Background: Patients with sickle cell disease are at higher risk of infections with encapsulated bacteria due to immature immune responses and functional asplenia. We aimed to study our patient population for the emergence of gram-negative organisms other than Salmonella as the cause of osteomyelitis and document a vast decrease in Streptococcus pneumoniae bacteremia rates.
Methods: We conducted a retrospective chart review of 158 patients with sickle cell disease registered at our hospital. Over a period of 13 years, every patient presenting to the emergency department (ED) with fever had their medical record reviewed for blood cultures, wound cultures, and magnetic resonance imaging results for osteomyelitis.

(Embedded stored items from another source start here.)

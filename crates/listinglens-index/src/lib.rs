//! Semantic index over listing records.
//!
//! The index maps `id` -> embedding entry and is a derived view: it never
//! owns structured fields and is recomputed from the store on rebuild.
//! Rebuilds construct into a fresh map and swap it in whole, so callers
//! never observe a half-rebuilt index and a failed embedding call leaves
//! the previous index untouched.

use listinglens_core::error::{Error, Result};
use listinglens_core::store::ListingStore;
use listinglens_core::traits::Embedder;
use listinglens_core::types::{ListingId, ListingRecord};
use std::collections::BTreeMap;
use tracing::info;

pub mod embed;

/// The exact text embedded for one record.
///
/// Fixed field order, each value prefixed with its field name, so that
/// structured attributes contribute to semantic relevance alongside the
/// narrative text and re-embedding is deterministic.
pub fn embedding_text(record: &ListingRecord) -> String {
    format!(
        "neighborhood: {}\nprice: {}\nbedrooms: {}\nbathrooms: {}\nsize: {} sqft\ndescription: {}\nneighborhood description: {}",
        record.neighborhood,
        record.price,
        record.bedrooms,
        record.bathrooms,
        record.size,
        record.description,
        record.neighborhood_description,
    )
}

#[derive(Debug, Clone)]
pub struct EmbeddingEntry {
    pub id: ListingId,
    pub text: String,
    pub vector: Vec<f32>,
}

pub struct EmbeddingIndexer {
    embedder: Box<dyn Embedder>,
    entries: BTreeMap<ListingId, EmbeddingEntry>,
}

impl EmbeddingIndexer {
    pub fn new(embedder: Box<dyn Embedder>) -> Self {
        Self { embedder, entries: BTreeMap::new() }
    }

    /// Full rebuild from the store. All-or-nothing: every record is
    /// embedded into a staging map first and only then swapped in.
    pub fn build(&mut self, store: &ListingStore) -> Result<()> {
        let records = store.all();
        let texts: Vec<String> = records.iter().map(|r| embedding_text(r)).collect();
        let vectors = self.embedder.embed_batch(&texts).map_err(|e| {
            Error::Index(format!("embedding failed during build of {} records: {e}", texts.len()))
        })?;
        if vectors.len() != texts.len() {
            return Err(Error::Index(format!(
                "embedding failed: got {} vectors for {} records",
                vectors.len(),
                texts.len()
            )));
        }
        for vector in &vectors {
            self.check_dim(vector)?;
        }

        let mut fresh = BTreeMap::new();
        for ((record, text), vector) in records.iter().zip(texts).zip(vectors) {
            fresh.insert(
                record.id,
                EmbeddingEntry { id: record.id, text, vector: normalize(vector) },
            );
        }
        self.entries = fresh;
        info!(count = self.entries.len(), "index rebuilt");
        Ok(())
    }

    /// Insert or overwrite the entry for one record.
    pub fn upsert(&mut self, record: &ListingRecord) -> Result<()> {
        let text = embedding_text(record);
        let mut vectors = self
            .embedder
            .embed_batch(std::slice::from_ref(&text))
            .map_err(|e| Error::Index(format!("embedding failed for listing {}: {e}", record.id)))?;
        if vectors.len() != 1 {
            return Err(Error::Index(format!(
                "embedding failed: got {} vectors for one record",
                vectors.len()
            )));
        }
        self.check_dim(&vectors[0])?;
        let vector = normalize(vectors.remove(0));
        self.entries.insert(record.id, EmbeddingEntry { id: record.id, text, vector });
        Ok(())
    }

    /// Every vector in the index must have the dimensionality the
    /// embedder declares; a mismatch would silently skew cosine scores.
    fn check_dim(&self, vector: &[f32]) -> Result<()> {
        let dim = self.embedder.dim();
        if vector.len() != dim {
            return Err(Error::Index(format!(
                "embedding failed: got a {}-dim vector from a {dim}-dim embedder",
                vector.len()
            )));
        }
        Ok(())
    }

    /// Drop the entry for a removed record. Removing an unindexed id is a
    /// no-op, reported through the return value.
    pub fn remove(&mut self, id: ListingId) -> bool {
        self.entries.remove(&id).is_some()
    }

    /// Nearest neighbors of `text`: at most `k` `(id, score)` pairs by
    /// descending cosine similarity, ties broken by ascending id.
    pub fn query(&self, text: &str, k: usize) -> Result<Vec<(ListingId, f32)>> {
        if k == 0 || self.entries.is_empty() {
            return Ok(vec![]);
        }
        let mut vectors = self
            .embedder
            .embed_batch(&[text.to_string()])
            .map_err(|e| Error::Index(format!("embedding failed for query: {e}")))?;
        if vectors.is_empty() {
            return Err(Error::Index("embedding failed: empty query response".to_string()));
        }
        self.check_dim(&vectors[0])?;
        let query_vec = normalize(vectors.remove(0));

        let mut scored: Vec<(ListingId, f32)> = self
            .entries
            .values()
            .map(|entry| (entry.id, dot(&query_vec, &entry.vector)))
            .collect();
        scored.sort_by(|a, b| {
            b.1.partial_cmp(&a.1)
                .unwrap_or(std::cmp::Ordering::Equal)
                .then(a.0.cmp(&b.0))
        });
        scored.truncate(k);
        Ok(scored)
    }

    pub fn entry(&self, id: ListingId) -> Option<&EmbeddingEntry> {
        self.entries.get(&id)
    }

    pub fn len(&self) -> usize {
        self.entries.len()
    }

    pub fn is_empty(&self) -> bool {
        self.entries.is_empty()
    }
}

fn normalize(mut vector: Vec<f32>) -> Vec<f32> {
    let norm = vector.iter().map(|x| x * x).sum::<f32>().sqrt();
    if norm > 0.0 {
        for x in &mut vector {
            *x /= norm;
        }
    }
    vector
}

fn dot(a: &[f32], b: &[f32]) -> f32 {
    a.iter().zip(b).map(|(x, y)| x * y).sum()
}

Results: The number of patients presenting to the ED with fever was 105, with 581 febrile episodes and 893 blood cultures. Among those, no culture grew Streptococcus pneumoniae, 14 grew coagulase-negative staphylococci (1.5%), one grew Salmonella enterica Paratyphi B, and three grew Salmonella enterica group C (in the same patient). The total number of osteomyelitis episodes in patients with sickle cell disease presenting with fever and documented by imaging was nine (1.5%). In patients with osteomyelitis, organisms were isolated in four patients (44%), including Enterobacter cloacae, Bacteroides, Pseudomonas aeruginosa, and Salmonella enterica group C.
Conclusions: Immunization against Streptococcus pneumoniae and the use of prophylactic penicillin has virtually eliminated pneumococcal bacteremia among our patients. We observed the emergence of gram-negative organisms other than Salmonella as the cause of osteomyelitis in patients with sickle cell disease.